Auberon, con las manos sobre las rodillas, observaba aquellos vehículos blindados en miniatura (vehículo y conductor integrados en una sola pieza, antena de radio incluida) que entraban y salían tambaleándose del hormiguero. Se imaginaba el congreso allá, en el interior, el incesante ir y venir en las tinieblas. De pronto entrevio algo, algo que había estado cobrando forma en el ángulo de su visión, una sombra, o una luz tal vez, hasta que se expandió lo bastante para que él pudiese notar su existencia. Alzó vivamente la cabeza, miró en derredor.

Lo que había visto, o más bien entrevisto, no era algo, una cosa, una presencia, sino la ausencia de una cosa. Lila había desaparecido.

—Pero eso sí, arriba, o abajo, en los aposentos de la Reina, las cosas son muy distintas —dijo el doctor.

—Sí, sí, me doy cuenta —dijo Auberon, mirando en torno. ¿Dónde? ¿Dónde estaba ella? Había a menudo largos períodos en los que él no notaba su presencia, pero siempre había contado con ella, siempre sabía que ella estaba allí, en alguna parte, cerca de él. Ahora, había desaparecido.

—Esto es muy interesante —dijo el doctor.

Auberon la divisó, de pronto: iba colina abajo, contorneando una arboleda que formaba una especie de antecámara del bosque. Lila volvió un momento la cabeza y, al notar que él la veía, se ocultó con presteza.

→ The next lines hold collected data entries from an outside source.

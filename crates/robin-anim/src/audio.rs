//! 机器人音频库
//!
//! 音频关键帧按名字引用单声道 PCM 片段（i16 @ 24kHz）。流送端不
//! 关心整段音频，只按帧取：每帧恰好 [`AUDIO_SAMPLES_PER_FRAME`]
//! 个采样点，末帧不足时补零。

use std::collections::HashMap;

use smallvec::SmallVec;

use robin_protocol::constants::AUDIO_SAMPLES_PER_FRAME;

use crate::error::AnimError;

/// 一段单声道 PCM 音频
#[derive(Debug, Clone, PartialEq, Eq)]
pub struct AudioClip {
    samples: Vec<i16>,
}

impl AudioClip {
    pub fn from_samples(samples: Vec<i16>) -> Self {
        Self { samples }
    }

    /// 从小端 i16 原始字节构造（`.pcm` 资产文件格式）
    ///
    /// 末尾的奇数字节被丢弃。
    pub fn from_pcm_le_bytes(bytes: &[u8]) -> Self {
        let samples = bytes
            .chunks_exact(2)
            .map(|pair| i16::from_le_bytes([pair[0], pair[1]]))
            .collect();
        Self { samples }
    }

    pub fn sample_count(&self) -> usize {
        self.samples.len()
    }

    /// 整段音频占用的帧数（末帧补零）
    pub fn frame_count(&self) -> usize {
        self.samples.len().div_ceil(AUDIO_SAMPLES_PER_FRAME)
    }

    /// 取第 `index` 帧，施加音量系数
    ///
    /// 越过末帧返回 `None`；末帧不足一帧的部分补零。
    pub fn frame(&self, index: usize, volume: f32) -> Option<Box<[i16; AUDIO_SAMPLES_PER_FRAME]>> {
        let start = index.checked_mul(AUDIO_SAMPLES_PER_FRAME)?;
        if start >= self.samples.len() {
            return None;
        }
        let volume = volume.clamp(0.0, 1.0);
        let mut frame = Box::new([0i16; AUDIO_SAMPLES_PER_FRAME]);
        let end = (start + AUDIO_SAMPLES_PER_FRAME).min(self.samples.len());
        for (dst, &src) in frame.iter_mut().zip(&self.samples[start..end]) {
            *dst = (src as f32 * volume) as i16;
        }
        Some(frame)
    }
}

/// 命名音频库
#[derive(Debug, Default)]
pub struct AudioLibrary {
    clips: HashMap<String, AudioClip>,
}

impl AudioLibrary {
    pub fn new() -> Self {
        Self::default()
    }

    pub fn insert(&mut self, name: impl Into<String>, clip: AudioClip) {
        self.clips.insert(name.into(), clip);
    }

    pub fn get(&self, name: &str) -> Result<&AudioClip, AnimError> {
        self.clips
            .get(name)
            .ok_or_else(|| AnimError::UnknownAudio(name.to_string()))
    }

    pub fn contains(&self, name: &str) -> bool {
        self.clips.contains_key(name)
    }

    pub fn len(&self) -> usize {
        self.clips.len()
    }

    pub fn is_empty(&self) -> bool {
        self.clips.is_empty()
    }

    /// 已注册的片段名（排序后返回，便于展示）
    pub fn names(&self) -> SmallVec<[&str; 16]> {
        let mut names: SmallVec<[&str; 16]> = self.clips.keys().map(String::as_str).collect();
        names.sort_unstable();
        names
    }
}

#[cfg(test)]
mod tests {
    use super::*;

    #[test]
    fn test_frame_chunking() {
        // 两帧半的采样
        let clip = AudioClip::from_samples(vec![100i16; AUDIO_SAMPLES_PER_FRAME * 2 + 10]);
        assert_eq!(clip.frame_count(), 3);

        let full = clip.frame(0, 1.0).unwrap();
        assert!(full.iter().all(|&s| s == 100));

        // 末帧补零
        let tail = clip.frame(2, 1.0).unwrap();
        assert!(tail[..10].iter().all(|&s| s == 100));
        assert!(tail[10..].iter().all(|&s| s == 0));

        assert!(clip.frame(3, 1.0).is_none());
    }

    #[test]
    fn test_volume_scaling() {
        let clip = AudioClip::from_samples(vec![1000i16; AUDIO_SAMPLES_PER_FRAME]);
        let half = clip.frame(0, 0.5).unwrap();
        assert_eq!(half[0], 500);

        // 音量超出 [0,1] 被钳制
        let loud = clip.frame(0, 2.0).unwrap();
        assert_eq!(loud[0], 1000);
    }

    #[test]
    fn test_empty_clip_has_no_frames() {
        let clip = AudioClip::from_samples(Vec::new());
        assert_eq!(clip.frame_count(), 0);
        assert!(clip.frame(0, 1.0).is_none());
    }

    #[test]
    fn test_from_pcm_le_bytes() {
        let clip = AudioClip::from_pcm_le_bytes(&[0x01, 0x00, 0xFF, 0xFF, 0x7B]);
        assert_eq!(clip.sample_count(), 2); // 奇数尾字节丢弃
        let frame = clip.frame(0, 1.0).unwrap();
        assert_eq!(frame[0], 1);
        assert_eq!(frame[1], -1);
    }

    #[test]
    fn test_library_lookup() {
        let mut library = AudioLibrary::new();
        library.insert("chirp", AudioClip::from_samples(vec![0; 16]));
        assert!(library.get("chirp").is_ok());
        assert!(matches!(
            library.get("boom"),
            Err(AnimError::UnknownAudio(_))
        ));
        assert_eq!(library.names().as_slice(), ["chirp"]);
    }
}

—Sí —dijo Auberon, mientras se alejaba, sigiloso.

—Arriba, en los aposentos de la Reina... —dijo el doctor—. ¿Qué ocurre?

—Sí —dijo Auberon y, con el corazón atenazado por un sombrío presentimiento, corrió, corrió hacia el lugar en el que la había visto desaparecer.

No la vio cuando entró en el hayedo. Ahora no sabía qué camino tomar, y un terror pánico se apoderó de él: esa mirada, la que ella le había lanzado cuando echó a correr hacia los bosques, había sido una mirada furtiva, la mirada de alguien que intenta huir. El bosquecillo de hayas, con su suelo apenas alfombrado y sus árboles espaciados como las columnas de un atrio, le ofrecía una docena de posibilidades.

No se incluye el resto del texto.